A PF apura se a relação entre o banco e estruturas políticas estaduais favoreceu a expansão das operações comerciais vinculadas ao produto.
Operação já se tornou uma das maiores do setor financeiro
A atual fase é mais um desdobramento da Operação Compliance Zero, investigação iniciada após alertas relacionados às atividades do Banco Master.
O Brasilianista mostrou, a operação começou em 2025 após questionamentos surgidos durante negociações envolvendo o Banco de Brasília (BRB).
Desde então, a investigação passou por diversas etapas, ampliando o escopo das apurações para crimes como gestão fraudulenta, lavagem de dinheiro, corrupção, manipulação de mercado e obstrução de investigações.
A primeira fase teve como foco uma suposta fraude estimada em R$ 12 bilhões envolvendo títulos de crédito. Nas etapas seguintes, a Polícia Federal avançou sobre suspeitas de movimentações financeiras irregulares, ocultação patrimonial, vazamento de informações sigilosas e possíveis pagamentos indevidos a agentes públicos.

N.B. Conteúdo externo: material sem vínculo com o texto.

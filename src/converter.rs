//! CSV to QIF conversion loop.
//!
//! Reads rows one at a time, parses each into a [`TransactionRecord`] and
//! appends its QIF block to the output. The first bad row aborts the run;
//! whatever was written before it stays in the output.
//!
//! [`TransactionRecord`]: crate::record::TransactionRecord

use crate::config::Config;
use crate::error::{ConvertError, Result};
use crate::qif::{MemoOptions, QifWriter};
use crate::record::parse_record;
use csv::{ReaderBuilder, StringRecord};
use log::{debug, info};
use std::fs::{self, File};
use std::io::{BufReader, BufWriter, Read, Write};

/// How rows are read and rendered.
#[derive(Debug, Clone, Copy, PartialEq, Eq)]
pub struct ConvertOptions {
    /// Treat the first row as column headers and drop it
    pub skip_first_row: bool,

    /// Memo line composition
    pub memo: MemoOptions,
}

impl Default for ConvertOptions {
    fn default() -> Self {
        ConvertOptions {
            skip_first_row: true,
            memo: MemoOptions::default(),
        }
    }
}

/// Counters reported after a successful run.
#[derive(Debug, Clone, Copy, PartialEq, Eq, Default)]
pub struct ConvertSummary {
    /// Rows read from the input, header included
    pub rows_read: usize,

    /// QIF blocks written
    pub records_written: usize,

    /// Whether the first row was dropped as a header
    pub header_skipped: bool,
}

/// Converts bank CSV exports to QIF.
#[derive(Debug, Clone, Default)]
pub struct Converter {
    options: ConvertOptions,
}

impl Converter {
    /// Creates a converter with the given options.
    pub fn new(options: ConvertOptions) -> Self {
        Converter { options }
    }

    /// Converts CSV rows from `input` into QIF written to `output`.
    ///
    /// `input_name` and `output_name` only label error messages.
    pub fn convert<R: Read, W: Write>(
        &self,
        input: R,
        input_name: &str,
        output: W,
        output_name: &str,
    ) -> Result<ConvertSummary> {
        let output_error = |source| ConvertError::OutputIo {
            target: output_name.to_string(),
            source,
        };

        let mut csv_reader = ReaderBuilder::new()
            .has_headers(false)
            .flexible(true)
            .from_reader(input);

        let mut writer = QifWriter::new(output).map_err(output_error)?;
        let mut summary = ConvertSummary::default();
        let mut raw = StringRecord::new();

        loop {
            let row = summary.rows_read + 1;

            let more = csv_reader
                .read_record(&mut raw)
                .map_err(|source| ConvertError::Csv {
                    row,
                    file: input_name.to_string(),
                    source,
                })?;
            if !more {
                break;
            }
            summary.rows_read = row;

            if row == 1 && self.options.skip_first_row {
                debug!("Row {}: skipping header", row);
                summary.header_skipped = true;
                continue;
            }

            let fields: Vec<&str> = raw.iter().collect();
            let record = parse_record(&fields).map_err(|source| ConvertError::Record {
                row,
                file: input_name.to_string(),
                source,
            })?;

            writer
                .write_record(&record, &self.options.memo)
                .map_err(output_error)?;
            debug!(
                "Row {}: {} {} {}",
                row, record.date, record.amount, record.name
            );
        }

        summary.records_written = writer.records_written();
        writer.finish().map_err(output_error)?;

        info!(
            "Converted {} of {} rows from {}",
            summary.records_written, summary.rows_read, input_name
        );
        Ok(summary)
    }
}

/// Converts the file named by `config.input_path` into `config.output_path`.
///
/// The output file is created (or truncated) before the first row is read.
pub fn convert_file(config: &Config) -> Result<ConvertSummary> {
    let input_path = &config.input_path;
    let input_error = |source| ConvertError::InputIo {
        path: input_path.clone(),
        source,
    };

    let metadata = match fs::metadata(input_path) {
        Ok(metadata) => metadata,
        Err(e) if e.kind() == std::io::ErrorKind::NotFound => {
            return Err(ConvertError::InputNotFound {
                path: input_path.clone(),
            })
        }
        Err(e) => return Err(input_error(e)),
    };
    if metadata.len() == 0 {
        return Err(ConvertError::InputEmpty {
            path: input_path.clone(),
        });
    }

    let input = File::open(input_path).map_err(input_error)?;

    let output_name = config.output_path.display().to_string();
    let output = File::create(&config.output_path).map_err(|source| ConvertError::OutputIo {
        target: output_name.clone(),
        source,
    })?;

    info!("Converting {} to {}", input_path.display(), output_name);

    Converter::new(config.options).convert(
        BufReader::new(input),
        &input_path.display().to_string(),
        BufWriter::new(output),
        &output_name,
    )
}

Ao longo das fases da operação, foram executados mandados de busca, prisões preventivas, bloqueios bilionários de bens e medidas cautelares em diferentes estados do país.
A nona etapa amplia o alcance das investigações ao aprofundar a análise de relações empresariais e financeiras ligadas ao entorno de Jaques Wagner e de Augusto Ferreira Lima.
O Brasilianista entrou em contato com a defesa dos citados na reportagem, mas não recebeu manifestações até o momento. O espaço segue aberto.